We need to explore new paths for coordinated urban and rural governance, aiming at the integrated development of urban and rural areas, said Chen Ruishan, a professor from the School of Geographic Sciences at East China Normal University. For example, a sustainable governance model should be applied when dealing with practical problems, institutional dilemmas, and the sustainable governance of China's natural resource use. We should modernize governance capacity and realize the linkage of multi-dimensional systems for resource utilization. Meanwhile, we should uphold multi-agent governance, encouraging the participation of multiple entities in governance, such as governments, rural people, markets, and society. In addition, transitions should be made from single-factor to total-factor governance to highlight multi-center governance and the network linkage of regions, dimensions, and factors, thus achieving collaborative governance.
 
Ma Libang, dean of the College of Geography and Environmental Science at Northwest Normal University, proposed new paths for Gansu Province's urban-rural governance and integrated development in the new era. At the macro level, we should fully leverage the important position and demonstrative effect of Gansu's urban-rural development within the Western Development Strategy, opening up a differentiated path for the urban-rural development of western China.

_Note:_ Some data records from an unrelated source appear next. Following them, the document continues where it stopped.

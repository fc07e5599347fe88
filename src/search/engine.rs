use serde::{Deserialize, Serialize};
use tracing::debug;

use super::error::SearchError;
use super::request::{MIN_QUERY_CHARS, SearchRequest};
use super::snippet::extract_snippet;

/// Segments shorter than this (in characters) get the short-text multiplier
const SHORT_TEXT_CHARS: usize = 500;

/// Matches starting at or before this position get the flat position bonus
const EARLY_MATCH_POSITION: usize = 10;

/// A timestamped span of transcript text, as handed over by the segment store
#[derive(Debug, Clone, PartialEq, Eq, Serialize, Deserialize)]
pub struct Segment {
    pub id: i64,
    pub meeting_id: i64,
    pub start_ms: i64,
    pub end_ms: i64,
    pub text: String,
}

/// One ranked search hit
#[derive(Debug, Clone, PartialEq, Eq, Serialize, Deserialize)]
pub struct SearchResult {
    pub segment_id: i64,
    pub meeting_id: i64,
    pub start_ms: i64,
    pub end_ms: i64,
    pub snippet: String,
    pub score: i64,
}

/// A page of ranked results plus the size of the full result set
#[derive(Debug, Clone, PartialEq, Eq, Serialize, Deserialize)]
#[serde(rename_all = "camelCase")]
pub struct SearchResponse {
    pub query: String,
    pub total_count: usize,
    pub results: Vec<SearchResult>,
}

/// Leftmost case-insensitive occurrence of the query inside a segment
#[derive(Debug, Clone, Copy, PartialEq, Eq)]
pub struct BestMatch {
    /// Character offset of the match
    pub position: usize,
    /// Match length in characters
    pub length: usize,
}

/// Stateless snippet search and relevance ranking over a segment corpus.
///
/// Every call is a pure function of its inputs, so a single engine can be
/// shared freely between concurrent request handlers.
#[derive(Debug, Clone, Copy, Default)]
pub struct SegmentSearchEngine;

impl SegmentSearchEngine {
    pub fn new() -> Self {
        Self
    }

    /// Rank `corpus` against `query` and return the page `[offset, offset + limit)`
    pub fn search(
        &self,
        query: &str,
        limit: usize,
        offset: usize,
        corpus: &[Segment],
    ) -> Result<SearchResponse, SearchError> {
        if query.trim().chars().count() < MIN_QUERY_CHARS {
            return Err(SearchError::InvalidQuery);
        }
        if limit < 1 {
            return Err(SearchError::InvalidParams(
                "limit must be at least 1".to_string(),
            ));
        }

        let ranked = self.rank(query, corpus);
        let total_count = ranked.len();
        let results: Vec<SearchResult> = ranked.into_iter().skip(offset).take(limit).collect();

        debug!(
            "Ranked {} of {} segments for '{}', returning {} from offset {}",
            total_count,
            corpus.len(),
            query,
            results.len(),
            offset
        );

        Ok(SearchResponse {
            query: query.to_string(),
            total_count,
            results,
        })
    }

    /// Run a validated request against a corpus
    pub fn search_request(
        &self,
        request: &SearchRequest,
        corpus: &[Segment],
    ) -> Result<SearchResponse, SearchError> {
        self.search(&request.query, request.limit, request.offset, corpus)
    }

    /// Score every segment containing `needle` and sort by score, highest first.
    /// Equal scores keep their corpus order.
    pub fn rank(&self, needle: &str, corpus: &[Segment]) -> Vec<SearchResult> {
        let folded_needle = fold_case(needle);

        let mut results: Vec<SearchResult> = corpus
            .iter()
            .filter_map(|segment| self.score_segment(&folded_needle, segment))
            .collect();

        // sort_by is stable
        results.sort_by(|a, b| b.score.cmp(&a.score));
        results
    }

    fn score_segment(&self, folded_needle: &[char], segment: &Segment) -> Option<SearchResult> {
        let folded_text = fold_case(&segment.text);
        let best = find_best_match(&folded_text, folded_needle)?;

        Some(SearchResult {
            segment_id: segment.id,
            meeting_id: segment.meeting_id,
            start_ms: segment.start_ms,
            end_ms: segment.end_ms,
            snippet: extract_snippet(&segment.text, best.position, best.length),
            score: relevance_score(best, folded_text.len()),
        })
    }
}

/// Lowercase character by character, keeping a one-to-one mapping with the
/// input so match offsets stay valid for the original text.
fn fold_case(text: &str) -> Vec<char> {
    text.chars()
        .map(|ch| {
            let mut lower = ch.to_lowercase();
            match (lower.next(), lower.next()) {
                (Some(single), None) => single,
                _ => ch,
            }
        })
        .collect()
}

/// Leftmost occurrence of `needle` in `haystack`, both already case-folded
pub fn find_best_match(haystack: &[char], needle: &[char]) -> Option<BestMatch> {
    if needle.is_empty() || needle.len() > haystack.len() {
        return None;
    }

    haystack
        .windows(needle.len())
        .position(|window| window == needle)
        .map(|position| BestMatch {
            position,
            length: needle.len(),
        })
}

/// Relevance of a match inside a segment of `text_len` characters.
///
/// Combines the share of the segment covered by the match, a bonus for early
/// matches (flat for the first ten positions) and a multiplier favouring
/// short segments.
pub fn relevance_score(best: BestMatch, text_len: usize) -> i64 {
    if text_len == 0 {
        return 0;
    }

    let base_score = best.length as f64 / text_len as f64 * 100.0;
    let raw_bonus = if best.position > EARLY_MATCH_POSITION {
        100.0 - best.position as f64
    } else {
        90.0
    };
    let position_bonus = raw_bonus.max(0.0) / 10.0;
    let text_size_bonus = if text_len < SHORT_TEXT_CHARS { 2.0 } else { 1.0 };

    ((base_score + position_bonus) * text_size_bonus).round() as i64
}
use anyhow::Result;
use async_trait::async_trait;
use std::fmt::Debug;

use super::engine::Segment;

/// Source of candidate segments for a search.
///
/// Implementations return every segment whose text contains `substring`,
/// ordered by segment id. Case handling of the filter is up to the store; the
/// search engine re-derives exact match positions itself.
#[async_trait]
pub trait SegmentStore: Send + Sync + Debug {
    async fn find_segments_containing(&self, substring: &str) -> Result<Vec<Segment>>;
}
// Module declarations
pub mod engine;
pub mod error;
pub mod request;
pub mod segment_store;
pub mod service;
pub mod snippet;

// Re-export public APIs
pub use engine::{SearchResponse, SearchResult, Segment, SegmentSearchEngine};
pub use error::SearchError;
pub use request::SearchRequest;
pub use segment_store::SegmentStore;
pub use service::SegmentSearchService;
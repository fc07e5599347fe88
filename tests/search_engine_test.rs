use meeting_insights::meeting::MeetingDataset;
use meeting_insights::search::{
    SearchError, SearchRequest, Segment, SegmentSearchEngine, SegmentSearchService,
};
use meeting_insights::store::MeetingStore;
use std::sync::Arc;

const SAMPLE_DATA: &str = include_str!("../demos/sample_meetings.json");

fn sample_service() -> SegmentSearchService<MeetingStore> {
    let dataset: MeetingDataset = serde_json::from_str(SAMPLE_DATA).expect("sample data parses");
    SegmentSearchService::new(Arc::new(MeetingStore::in_memory(dataset)))
}

fn segment(id: i64, meeting_id: i64, text: &str) -> Segment {
    Segment {
        id,
        meeting_id,
        start_ms: id * 60_000,
        end_ms: id * 60_000 + 59_999,
        text: text.to_string(),
    }
}

#[tokio::test]
async fn test_sample_data_ranking() {
    let service = sample_service();

    let response = service
        .search(&SearchRequest::new("setup", None, None).unwrap())
        .await
        .unwrap();

    assert_eq!(response.query, "setup");
    assert_eq!(response.total_count, 2);
    let ranked: Vec<(i64, i64)> = response
        .results
        .iter()
        .map(|r| (r.segment_id, r.score))
        .collect();
    // The earlier match in segment 6 outranks the late match in segment 5
    assert_eq!(ranked, vec![(6, 21), (5, 9)]);
    assert!(response.results.iter().all(|r| r.meeting_id == 2));
}

#[tokio::test]
async fn test_search_crosses_meetings() {
    let service = sample_service();

    let response = service.search_raw(Some("INDEXING"), None, None).await.unwrap();
    let hits: Vec<(i64, i64)> = response
        .results
        .iter()
        .map(|r| (r.segment_id, r.meeting_id))
        .collect();
    assert_eq!(hits, vec![(2, 1), (7, 2)]);
}

#[tokio::test]
async fn test_raw_parameters() {
    let service = sample_service();

    let page = service
        .search_raw(Some("report"), Some("1"), Some("1"))
        .await
        .unwrap();
    assert_eq!(page.total_count, 2);
    assert_eq!(page.results.len(), 1);
    assert_eq!(page.results[0].segment_id, 2);

    let err = service
        .search_raw(Some("report"), Some("-5"), None)
        .await
        .unwrap_err();
    assert!(matches!(err, SearchError::InvalidParams(_)));
    assert_eq!(err.code(), "INVALID_PARAMS");

    let err = service.search_raw(Some(" r "), None, None).await.unwrap_err();
    assert_eq!(err.code(), "INVALID_QUERY");
}

#[tokio::test]
async fn test_no_matches() {
    let service = sample_service();
    let response = service.search_raw(Some("kubernetes"), None, None).await.unwrap();
    assert_eq!(response.total_count, 0);
    assert!(response.results.is_empty());
}

#[test]
fn test_ranking_properties_on_mixed_corpus() {
    let engine = SegmentSearchEngine::new();
    let long_tail = "budget ".repeat(120);
    let corpus = vec![
        segment(1, 1, "budget"),
        segment(2, 1, &format!("{}budget review", "x".repeat(300))),
        segment(3, 2, &long_tail),
        segment(4, 2, "We went over the budget twice"),
        segment(5, 3, &format!("{}budget{}", "a".repeat(140), "b".repeat(140))),
        segment(6, 3, "nothing relevant"),
    ];

    let full = engine.search("budget", 100, 0, &corpus).unwrap();
    assert_eq!(full.total_count, 5);

    for result in &full.results {
        assert!(result.snippet.chars().count() <= 150, "{}", result.snippet);
        assert!(result.score >= 0);
        assert!(result.snippet.to_lowercase().contains("budget"));
    }
    for pair in full.results.windows(2) {
        assert!(pair[0].score >= pair[1].score);
    }

    // Every page is a slice of the full ranking
    for offset in 0..7 {
        for limit in 1..4 {
            let page = engine.search("budget", limit, offset, &corpus).unwrap();
            let expected: Vec<_> = full.results.iter().skip(offset).take(limit).cloned().collect();
            assert_eq!(page.results, expected);
            assert_eq!(page.total_count, full.total_count);
        }
    }
}

#[test]
fn test_long_text_window_snippet() {
    let engine = SegmentSearchEngine::new();
    let before = "a".repeat(500);
    let after = "c".repeat(498);
    let text = format!("{before}zz{after}");

    let response = engine.search("zz", 10, 0, &[segment(1, 1, &text)]).unwrap();
    let snippet = &response.results[0].snippet;

    assert_eq!(snippet, &format!("...{}...", &text[450..552]));
    // (2 / 1000 * 100 + 0) * 1
    assert_eq!(response.results[0].score, 0);
}

#[test]
fn test_short_query_rejected_regardless_of_corpus() {
    let engine = SegmentSearchEngine::new();
    let corpus = vec![segment(1, 1, "a"), segment(2, 1, "aa")];
    assert!(matches!(
        engine.search("a", 10, 0, &corpus),
        Err(SearchError::InvalidQuery)
    ));
    assert!(matches!(
        engine.search("", 10, 0, &[]),
        Err(SearchError::InvalidQuery)
    ));
}
use serde::{Deserialize, Serialize};
use tracing::debug;

use crate::error::{CalibrationError, Result};
use crate::frame::{CameraId, Frame};
use crate::noise::VarianceMethod;

/// How an input sequence is partitioned into statistical units.
#[derive(Clone, Copy, Debug, Default, PartialEq, Eq, Serialize, Deserialize)]
pub enum GroupingMode {
    /// Same-exposure pairs for pair-difference noise estimation.
    #[default]
    Pairwise,
    /// One stack per distinct exposure time for a photon transfer curve.
    Ladder,
}

impl std::fmt::Display for GroupingMode {
    fn fmt(&self, f: &mut std::fmt::Formatter<'_>) -> std::fmt::Result {
        match self {
            Self::Pairwise => write!(f, "Pairwise"),
            Self::Ladder => write!(f, "Ladder"),
        }
    }
}

/// All frames sharing one exposure time, by index into the source slice.
#[derive(Clone, Debug, PartialEq)]
pub struct ExposureLevel {
    pub exposure_time: f64,
    pub indices: Vec<usize>,
}

impl ExposureLevel {
    pub fn is_bias(&self) -> bool {
        self.exposure_time == 0.0
    }

    pub fn len(&self) -> usize {
        self.indices.len()
    }

    pub fn is_empty(&self) -> bool {
        self.indices.is_empty()
    }
}

/// A read-only partition of a frame sequence into exposure levels.
///
/// Borrows the frames; only indices are stored. Levels are ordered by
/// ascending exposure time and every frame shares one shape and camera.
#[derive(Clone, Debug)]
pub struct FrameSet<'a> {
    frames: &'a [Frame],
    levels: Vec<ExposureLevel>,
    mode: GroupingMode,
    dim: (usize, usize),
    camera: &'a CameraId,
}

/// Group `frames` into a [`FrameSet`] according to `mode`.
pub fn aggregate(frames: &[Frame], mode: GroupingMode) -> Result<FrameSet<'_>> {
    let first = frames.first().ok_or_else(|| {
        CalibrationError::InsufficientData("no frames supplied".into())
    })?;

    for (i, frame) in frames.iter().enumerate().skip(1) {
        if frame.dim() != first.dim() {
            return Err(CalibrationError::Grouping(format!(
                "frame {i} is {}x{}, expected {}x{}",
                frame.height(),
                frame.width(),
                first.height(),
                first.width()
            )));
        }
        if frame.camera() != first.camera() {
            return Err(CalibrationError::Grouping(format!(
                "frame {i} comes from camera {}, expected {}",
                frame.camera(),
                first.camera()
            )));
        }
    }

    let levels = partition_by_exposure(frames);

    match mode {
        GroupingMode::Pairwise => {
            if let Some(odd) = levels.iter().find(|l| l.len() % 2 != 0) {
                return Err(CalibrationError::Grouping(format!(
                    "{} frames at exposure {} s cannot be split into pairs",
                    odd.len(),
                    odd.exposure_time
                )));
            }
        }
        GroupingMode::Ladder => {
            let signal = levels.iter().filter(|l| !l.is_bias()).count();
            if signal < 2 {
                return Err(CalibrationError::InsufficientData(format!(
                    "a transfer curve needs at least 2 non-zero exposure levels, got {signal}"
                )));
            }
            if !levels.iter().any(ExposureLevel::is_bias) {
                return Err(CalibrationError::InsufficientData(
                    "no zero-exposure frames for bias estimation".into(),
                ));
            }
        }
    }

    debug!(
        frames = frames.len(),
        levels = levels.len(),
        mode = %mode,
        "Grouped frames by exposure"
    );

    Ok(FrameSet {
        frames,
        levels,
        mode,
        dim: first.dim(),
        camera: first.camera(),
    })
}

/// Sort indices by exposure time (stable) and cut at each change.
fn partition_by_exposure(frames: &[Frame]) -> Vec<ExposureLevel> {
    let mut order: Vec<usize> = (0..frames.len()).collect();
    order.sort_by(|&a, &b| {
        frames[a]
            .exposure_time()
            .total_cmp(&frames[b].exposure_time())
    });

    let mut levels: Vec<ExposureLevel> = Vec::new();
    for i in order {
        let t = frames[i].exposure_time();
        match levels.last_mut() {
            Some(level) if level.exposure_time == t => level.indices.push(i),
            _ => levels.push(ExposureLevel {
                exposure_time: t,
                indices: vec![i],
            }),
        }
    }
    levels
}

impl<'a> FrameSet<'a> {
    pub fn mode(&self) -> GroupingMode {
        self.mode
    }

    /// The noise estimator this grouping was built for.
    pub fn variance_method(&self) -> VarianceMethod {
        match self.mode {
            GroupingMode::Pairwise => VarianceMethod::PairwiseDifference,
            GroupingMode::Ladder => VarianceMethod::MultiFrame,
        }
    }

    pub fn levels(&self) -> &[ExposureLevel] {
        &self.levels
    }

    /// The zero-exposure level, if any bias frames were supplied.
    pub fn bias_level(&self) -> Option<&ExposureLevel> {
        self.levels.iter().find(|l| l.is_bias())
    }

    /// Non-zero exposure levels in ascending exposure order.
    pub fn signal_levels(&self) -> impl Iterator<Item = &ExposureLevel> + '_ {
        self.levels.iter().filter(|l| !l.is_bias())
    }

    /// Frames of one level, in input order.
    pub fn frames(&self, level: &ExposureLevel) -> Vec<&'a Frame> {
        level.indices.iter().map(|&i| &self.frames[i]).collect()
    }

    /// Consecutive frame pairs of one level.
    pub fn pairs(&self, level: &ExposureLevel) -> Result<Vec<(&'a Frame, &'a Frame)>> {
        if level.len() % 2 != 0 {
            return Err(CalibrationError::Grouping(format!(
                "{} frames at exposure {} s cannot be split into pairs",
                level.len(),
                level.exposure_time
            )));
        }
        Ok(level
            .indices
            .chunks_exact(2)
            .map(|p| (&self.frames[p[0]], &self.frames[p[1]]))
            .collect())
    }

    /// A view holding only the zero-exposure frames.
    pub fn bias_only(&self) -> FrameSet<'a> {
        FrameSet {
            frames: self.frames,
            levels: self.bias_level().cloned().into_iter().collect(),
            mode: self.mode,
            dim: self.dim,
            camera: self.camera,
        }
    }

    pub fn total_frames(&self) -> usize {
        self.levels.iter().map(ExposureLevel::len).sum()
    }

    pub fn dim(&self) -> (usize, usize) {
        self.dim
    }

    pub fn camera(&self) -> &'a CameraId {
        self.camera
    }
}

At the meso level, we should explore diversified urban-rural integrated development models based on regional differences in Gansu's urban-rural development, facilitating more efficient resource allocation and the flow of production factors. At the micro level, we should fully activate the role of multiple stakeholders in the process of urban and rural governance, and encourage institutional innovation at the primary level, building and innovating with a governance model centered on urban and rural communities.
 
Community life needs new theories and methodological guidance, Chai added. We can regard community life circles as local spaces of order and examine their dynamic changes from the dimensions of daily life and living experiences. Meanwhile, efforts should be made to develop high-precision behavior data collection technology, analysis and visualization technology, and simulation and prediction technology, providing technical support for research on community life circles. In addition, innovation is necessary when researching the planning of community life circles, to accommodate the connotations of community life circles and lead the studies of Chinese cities and communities.